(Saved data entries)
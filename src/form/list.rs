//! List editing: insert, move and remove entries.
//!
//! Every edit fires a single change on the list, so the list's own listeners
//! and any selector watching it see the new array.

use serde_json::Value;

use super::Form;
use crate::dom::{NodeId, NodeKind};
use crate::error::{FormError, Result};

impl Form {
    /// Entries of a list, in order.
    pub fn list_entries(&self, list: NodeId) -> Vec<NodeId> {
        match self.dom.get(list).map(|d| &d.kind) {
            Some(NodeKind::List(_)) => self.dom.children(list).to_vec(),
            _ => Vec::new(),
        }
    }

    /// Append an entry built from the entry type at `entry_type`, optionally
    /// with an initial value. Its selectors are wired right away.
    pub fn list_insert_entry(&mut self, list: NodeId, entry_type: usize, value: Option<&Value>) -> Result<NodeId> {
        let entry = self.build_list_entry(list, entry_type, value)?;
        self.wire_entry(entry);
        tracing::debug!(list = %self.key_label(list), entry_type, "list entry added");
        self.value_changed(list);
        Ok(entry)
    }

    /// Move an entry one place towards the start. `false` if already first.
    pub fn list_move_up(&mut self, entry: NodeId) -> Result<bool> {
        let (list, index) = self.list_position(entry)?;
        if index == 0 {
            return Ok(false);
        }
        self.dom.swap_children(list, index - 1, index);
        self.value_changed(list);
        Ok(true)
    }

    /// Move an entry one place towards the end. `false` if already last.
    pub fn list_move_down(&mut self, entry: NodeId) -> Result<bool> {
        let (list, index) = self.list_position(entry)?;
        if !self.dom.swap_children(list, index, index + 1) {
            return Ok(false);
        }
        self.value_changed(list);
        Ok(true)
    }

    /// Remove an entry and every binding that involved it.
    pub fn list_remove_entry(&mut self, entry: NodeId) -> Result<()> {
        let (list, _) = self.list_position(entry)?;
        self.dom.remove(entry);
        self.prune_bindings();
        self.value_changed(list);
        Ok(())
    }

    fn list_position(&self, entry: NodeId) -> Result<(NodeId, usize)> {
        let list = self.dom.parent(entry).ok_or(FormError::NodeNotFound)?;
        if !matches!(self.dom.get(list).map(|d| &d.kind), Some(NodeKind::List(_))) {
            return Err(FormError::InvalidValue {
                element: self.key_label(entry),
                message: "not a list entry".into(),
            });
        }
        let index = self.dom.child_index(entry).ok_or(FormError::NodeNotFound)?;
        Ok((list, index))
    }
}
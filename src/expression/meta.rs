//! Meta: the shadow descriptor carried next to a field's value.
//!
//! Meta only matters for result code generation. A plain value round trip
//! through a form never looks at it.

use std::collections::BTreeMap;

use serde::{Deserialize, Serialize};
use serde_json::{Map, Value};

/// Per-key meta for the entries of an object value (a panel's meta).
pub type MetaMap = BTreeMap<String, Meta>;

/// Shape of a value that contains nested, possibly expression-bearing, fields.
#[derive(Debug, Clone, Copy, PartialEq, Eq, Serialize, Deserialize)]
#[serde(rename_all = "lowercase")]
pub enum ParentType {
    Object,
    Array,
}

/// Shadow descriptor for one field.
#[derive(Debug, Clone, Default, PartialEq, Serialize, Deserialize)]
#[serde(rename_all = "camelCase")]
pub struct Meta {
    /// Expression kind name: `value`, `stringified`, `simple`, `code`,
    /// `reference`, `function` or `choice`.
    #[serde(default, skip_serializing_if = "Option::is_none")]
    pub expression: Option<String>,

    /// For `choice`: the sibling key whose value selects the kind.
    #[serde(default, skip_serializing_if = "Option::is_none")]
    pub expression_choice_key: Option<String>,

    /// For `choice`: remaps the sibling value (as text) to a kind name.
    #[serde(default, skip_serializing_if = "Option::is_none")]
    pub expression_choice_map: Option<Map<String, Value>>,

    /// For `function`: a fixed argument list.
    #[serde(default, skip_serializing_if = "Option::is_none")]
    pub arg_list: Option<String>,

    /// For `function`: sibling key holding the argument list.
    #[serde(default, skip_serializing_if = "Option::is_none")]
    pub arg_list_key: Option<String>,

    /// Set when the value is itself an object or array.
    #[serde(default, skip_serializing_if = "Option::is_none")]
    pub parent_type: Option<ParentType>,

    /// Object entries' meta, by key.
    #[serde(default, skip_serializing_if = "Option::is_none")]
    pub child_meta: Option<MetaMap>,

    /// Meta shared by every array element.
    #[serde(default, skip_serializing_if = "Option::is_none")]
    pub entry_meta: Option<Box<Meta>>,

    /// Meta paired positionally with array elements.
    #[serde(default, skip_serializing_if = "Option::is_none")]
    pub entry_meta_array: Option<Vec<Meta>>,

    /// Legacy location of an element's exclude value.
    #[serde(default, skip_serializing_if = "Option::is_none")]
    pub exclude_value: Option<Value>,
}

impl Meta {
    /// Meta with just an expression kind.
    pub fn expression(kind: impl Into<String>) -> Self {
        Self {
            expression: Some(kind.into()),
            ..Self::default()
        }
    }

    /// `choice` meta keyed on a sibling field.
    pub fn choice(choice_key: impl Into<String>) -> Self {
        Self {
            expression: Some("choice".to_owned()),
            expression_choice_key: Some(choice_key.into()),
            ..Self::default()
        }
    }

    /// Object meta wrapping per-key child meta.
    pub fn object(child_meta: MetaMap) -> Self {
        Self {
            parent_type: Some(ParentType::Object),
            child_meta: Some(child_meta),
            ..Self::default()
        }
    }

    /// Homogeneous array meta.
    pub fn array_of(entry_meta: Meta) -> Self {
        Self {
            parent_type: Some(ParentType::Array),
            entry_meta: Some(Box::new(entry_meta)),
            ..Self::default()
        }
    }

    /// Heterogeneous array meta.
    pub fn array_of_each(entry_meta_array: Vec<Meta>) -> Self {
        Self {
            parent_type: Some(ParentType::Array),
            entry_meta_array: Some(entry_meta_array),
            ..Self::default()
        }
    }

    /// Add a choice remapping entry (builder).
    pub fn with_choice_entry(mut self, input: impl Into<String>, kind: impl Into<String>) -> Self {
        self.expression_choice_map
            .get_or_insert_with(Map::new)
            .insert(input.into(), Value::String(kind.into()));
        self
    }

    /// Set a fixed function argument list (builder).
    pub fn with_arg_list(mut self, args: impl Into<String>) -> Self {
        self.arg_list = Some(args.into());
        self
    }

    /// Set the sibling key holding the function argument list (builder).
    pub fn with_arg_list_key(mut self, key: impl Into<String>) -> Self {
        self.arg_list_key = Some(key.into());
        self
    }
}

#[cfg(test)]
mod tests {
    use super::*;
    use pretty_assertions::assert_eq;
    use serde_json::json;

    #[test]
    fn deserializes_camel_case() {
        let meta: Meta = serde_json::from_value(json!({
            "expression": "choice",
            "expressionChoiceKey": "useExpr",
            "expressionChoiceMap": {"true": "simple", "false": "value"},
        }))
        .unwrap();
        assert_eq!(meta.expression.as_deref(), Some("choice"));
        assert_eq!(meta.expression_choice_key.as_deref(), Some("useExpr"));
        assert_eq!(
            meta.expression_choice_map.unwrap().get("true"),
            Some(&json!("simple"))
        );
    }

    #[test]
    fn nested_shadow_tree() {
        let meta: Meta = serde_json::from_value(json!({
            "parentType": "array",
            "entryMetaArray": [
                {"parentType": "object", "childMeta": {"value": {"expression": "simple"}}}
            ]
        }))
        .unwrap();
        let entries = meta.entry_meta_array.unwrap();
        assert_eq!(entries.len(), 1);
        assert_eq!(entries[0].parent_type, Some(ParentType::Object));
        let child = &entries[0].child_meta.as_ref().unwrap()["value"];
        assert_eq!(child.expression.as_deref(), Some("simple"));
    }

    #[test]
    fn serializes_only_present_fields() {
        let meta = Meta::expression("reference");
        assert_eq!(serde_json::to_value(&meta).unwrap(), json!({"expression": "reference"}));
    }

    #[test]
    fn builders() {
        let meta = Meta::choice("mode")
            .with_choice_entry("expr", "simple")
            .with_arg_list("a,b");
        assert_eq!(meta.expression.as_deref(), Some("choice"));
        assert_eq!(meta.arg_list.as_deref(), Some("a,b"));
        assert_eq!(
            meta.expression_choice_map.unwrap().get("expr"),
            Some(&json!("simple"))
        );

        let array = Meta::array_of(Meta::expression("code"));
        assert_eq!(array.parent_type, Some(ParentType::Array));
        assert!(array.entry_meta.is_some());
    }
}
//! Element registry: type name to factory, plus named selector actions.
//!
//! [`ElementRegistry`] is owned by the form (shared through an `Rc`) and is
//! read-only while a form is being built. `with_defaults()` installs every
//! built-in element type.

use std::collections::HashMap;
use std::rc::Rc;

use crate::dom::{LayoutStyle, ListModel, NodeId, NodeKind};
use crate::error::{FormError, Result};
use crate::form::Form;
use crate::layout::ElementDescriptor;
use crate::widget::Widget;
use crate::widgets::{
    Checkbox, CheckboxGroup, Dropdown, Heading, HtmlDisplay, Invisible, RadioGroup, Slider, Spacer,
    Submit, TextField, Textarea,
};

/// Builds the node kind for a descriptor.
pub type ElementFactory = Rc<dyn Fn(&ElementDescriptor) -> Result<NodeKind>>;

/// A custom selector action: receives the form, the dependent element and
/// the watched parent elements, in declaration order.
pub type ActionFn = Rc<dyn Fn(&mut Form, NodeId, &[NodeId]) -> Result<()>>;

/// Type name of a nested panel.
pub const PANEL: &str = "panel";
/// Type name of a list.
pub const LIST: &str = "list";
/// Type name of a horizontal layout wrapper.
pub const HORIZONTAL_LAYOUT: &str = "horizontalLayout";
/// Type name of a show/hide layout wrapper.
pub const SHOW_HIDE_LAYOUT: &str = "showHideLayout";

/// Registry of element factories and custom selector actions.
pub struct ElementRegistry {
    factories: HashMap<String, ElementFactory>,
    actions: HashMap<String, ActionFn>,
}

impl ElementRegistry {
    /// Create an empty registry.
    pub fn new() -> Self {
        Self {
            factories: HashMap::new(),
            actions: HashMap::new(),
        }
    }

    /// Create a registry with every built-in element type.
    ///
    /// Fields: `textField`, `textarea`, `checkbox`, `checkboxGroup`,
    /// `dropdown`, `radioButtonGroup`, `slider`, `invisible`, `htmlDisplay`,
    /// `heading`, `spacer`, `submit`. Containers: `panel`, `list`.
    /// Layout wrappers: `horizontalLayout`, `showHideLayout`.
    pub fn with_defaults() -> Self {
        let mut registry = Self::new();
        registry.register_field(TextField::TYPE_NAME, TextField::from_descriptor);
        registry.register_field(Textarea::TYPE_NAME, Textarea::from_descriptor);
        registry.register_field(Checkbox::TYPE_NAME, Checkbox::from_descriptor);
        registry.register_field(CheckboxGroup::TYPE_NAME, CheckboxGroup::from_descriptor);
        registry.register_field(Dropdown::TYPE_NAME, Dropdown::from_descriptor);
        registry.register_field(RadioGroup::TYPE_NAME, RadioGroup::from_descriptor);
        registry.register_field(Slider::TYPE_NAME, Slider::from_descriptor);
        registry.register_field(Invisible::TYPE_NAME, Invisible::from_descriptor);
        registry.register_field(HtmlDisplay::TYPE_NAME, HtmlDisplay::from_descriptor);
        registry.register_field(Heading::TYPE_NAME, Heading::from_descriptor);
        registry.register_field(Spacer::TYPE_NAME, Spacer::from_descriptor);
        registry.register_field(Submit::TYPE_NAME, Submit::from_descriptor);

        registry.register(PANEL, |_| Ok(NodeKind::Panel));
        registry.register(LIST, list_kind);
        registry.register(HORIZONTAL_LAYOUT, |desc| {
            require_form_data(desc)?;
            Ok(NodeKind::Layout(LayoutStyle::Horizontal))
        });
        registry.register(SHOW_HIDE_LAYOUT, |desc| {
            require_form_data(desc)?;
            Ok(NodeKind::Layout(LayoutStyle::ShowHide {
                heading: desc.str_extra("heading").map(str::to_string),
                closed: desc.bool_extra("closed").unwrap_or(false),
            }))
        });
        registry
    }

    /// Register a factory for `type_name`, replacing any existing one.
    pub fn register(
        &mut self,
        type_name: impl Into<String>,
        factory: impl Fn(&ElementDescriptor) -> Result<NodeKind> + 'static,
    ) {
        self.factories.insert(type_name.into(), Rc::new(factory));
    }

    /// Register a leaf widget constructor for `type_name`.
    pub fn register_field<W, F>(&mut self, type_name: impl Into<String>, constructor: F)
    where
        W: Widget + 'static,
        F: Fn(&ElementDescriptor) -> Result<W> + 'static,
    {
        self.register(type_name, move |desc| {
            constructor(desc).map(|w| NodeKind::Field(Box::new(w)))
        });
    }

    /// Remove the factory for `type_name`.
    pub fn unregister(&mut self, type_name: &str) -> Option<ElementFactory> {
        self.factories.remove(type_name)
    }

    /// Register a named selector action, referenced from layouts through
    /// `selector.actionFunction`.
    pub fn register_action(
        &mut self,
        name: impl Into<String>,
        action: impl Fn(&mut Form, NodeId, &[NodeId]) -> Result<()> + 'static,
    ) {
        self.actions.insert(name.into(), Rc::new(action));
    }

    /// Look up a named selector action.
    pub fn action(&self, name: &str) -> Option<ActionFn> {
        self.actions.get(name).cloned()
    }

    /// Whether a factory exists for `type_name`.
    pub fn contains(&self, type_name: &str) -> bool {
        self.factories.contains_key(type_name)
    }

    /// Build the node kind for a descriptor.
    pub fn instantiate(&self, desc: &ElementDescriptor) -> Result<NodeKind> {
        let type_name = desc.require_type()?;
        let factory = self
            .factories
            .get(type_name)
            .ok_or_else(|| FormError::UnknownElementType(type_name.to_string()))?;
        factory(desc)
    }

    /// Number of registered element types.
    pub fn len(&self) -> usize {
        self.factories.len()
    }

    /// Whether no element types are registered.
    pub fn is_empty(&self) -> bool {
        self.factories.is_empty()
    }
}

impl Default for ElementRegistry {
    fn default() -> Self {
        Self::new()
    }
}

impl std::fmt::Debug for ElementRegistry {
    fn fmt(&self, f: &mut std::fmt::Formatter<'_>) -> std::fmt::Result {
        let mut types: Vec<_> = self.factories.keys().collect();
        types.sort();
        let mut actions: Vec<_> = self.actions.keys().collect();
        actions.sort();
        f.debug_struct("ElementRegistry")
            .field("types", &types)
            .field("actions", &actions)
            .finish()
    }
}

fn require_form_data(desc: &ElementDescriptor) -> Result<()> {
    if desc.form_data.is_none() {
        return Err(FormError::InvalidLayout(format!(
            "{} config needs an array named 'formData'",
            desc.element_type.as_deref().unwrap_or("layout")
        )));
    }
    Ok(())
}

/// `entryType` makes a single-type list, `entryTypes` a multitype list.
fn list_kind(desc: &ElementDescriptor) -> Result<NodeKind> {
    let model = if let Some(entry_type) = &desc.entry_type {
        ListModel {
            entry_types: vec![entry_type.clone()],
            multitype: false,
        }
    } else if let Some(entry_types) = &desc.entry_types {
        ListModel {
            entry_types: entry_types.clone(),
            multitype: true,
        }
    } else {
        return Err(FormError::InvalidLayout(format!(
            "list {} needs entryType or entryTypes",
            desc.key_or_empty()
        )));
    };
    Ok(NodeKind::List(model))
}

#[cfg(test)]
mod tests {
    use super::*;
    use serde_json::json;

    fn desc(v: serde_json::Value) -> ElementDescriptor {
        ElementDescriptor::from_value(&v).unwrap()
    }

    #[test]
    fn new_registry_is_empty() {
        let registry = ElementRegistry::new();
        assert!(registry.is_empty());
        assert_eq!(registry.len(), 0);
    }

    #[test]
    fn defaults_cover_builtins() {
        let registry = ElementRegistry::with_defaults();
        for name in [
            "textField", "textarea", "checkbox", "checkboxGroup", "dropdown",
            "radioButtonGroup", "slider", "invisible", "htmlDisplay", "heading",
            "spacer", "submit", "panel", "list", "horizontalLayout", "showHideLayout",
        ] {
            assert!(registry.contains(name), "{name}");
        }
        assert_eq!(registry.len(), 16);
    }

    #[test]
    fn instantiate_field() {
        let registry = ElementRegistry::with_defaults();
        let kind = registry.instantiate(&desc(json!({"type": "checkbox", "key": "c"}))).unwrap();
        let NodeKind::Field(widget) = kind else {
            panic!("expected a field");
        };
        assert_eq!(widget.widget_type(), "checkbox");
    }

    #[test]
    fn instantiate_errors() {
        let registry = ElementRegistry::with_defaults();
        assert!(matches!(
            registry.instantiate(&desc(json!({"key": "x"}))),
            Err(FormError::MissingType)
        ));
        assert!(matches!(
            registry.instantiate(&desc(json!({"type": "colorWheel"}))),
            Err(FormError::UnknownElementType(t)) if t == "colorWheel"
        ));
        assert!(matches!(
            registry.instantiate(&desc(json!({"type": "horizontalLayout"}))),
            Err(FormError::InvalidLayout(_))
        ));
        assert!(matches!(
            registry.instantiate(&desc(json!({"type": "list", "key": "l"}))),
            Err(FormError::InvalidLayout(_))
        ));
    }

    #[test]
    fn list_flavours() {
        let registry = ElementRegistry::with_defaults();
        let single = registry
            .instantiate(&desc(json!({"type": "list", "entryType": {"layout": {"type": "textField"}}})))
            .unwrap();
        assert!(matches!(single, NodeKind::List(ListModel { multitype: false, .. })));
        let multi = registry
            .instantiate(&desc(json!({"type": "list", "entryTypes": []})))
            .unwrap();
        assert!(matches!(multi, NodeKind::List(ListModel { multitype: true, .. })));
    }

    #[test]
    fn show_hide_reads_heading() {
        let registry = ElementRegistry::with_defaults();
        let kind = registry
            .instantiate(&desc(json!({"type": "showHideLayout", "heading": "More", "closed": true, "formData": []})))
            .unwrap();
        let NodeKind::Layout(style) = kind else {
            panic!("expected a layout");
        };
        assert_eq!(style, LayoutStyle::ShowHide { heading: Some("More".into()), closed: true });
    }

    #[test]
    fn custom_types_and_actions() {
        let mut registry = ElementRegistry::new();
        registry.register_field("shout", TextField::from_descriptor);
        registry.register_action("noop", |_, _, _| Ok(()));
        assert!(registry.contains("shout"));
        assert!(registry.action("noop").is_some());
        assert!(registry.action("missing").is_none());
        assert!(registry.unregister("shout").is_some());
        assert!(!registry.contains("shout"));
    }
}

Work instructions: Of all the entries above, repeat only the lines from the line that has "registry.register(PANEL, |_| Ok(NodeKind::Panel));" to the line that has "Ok(NodeKind::Layout(LayoutStyle::Horizontal))", both lines included, exactly.

Expected answer:
        registry.register(PANEL, |_| Ok(NodeKind::Panel));
        registry.register(LIST, list_kind);
        registry.register(HORIZONTAL_LAYOUT, |desc| {
            require_form_data(desc)?;
            Ok(NodeKind::Layout(LayoutStyle::Horizontal))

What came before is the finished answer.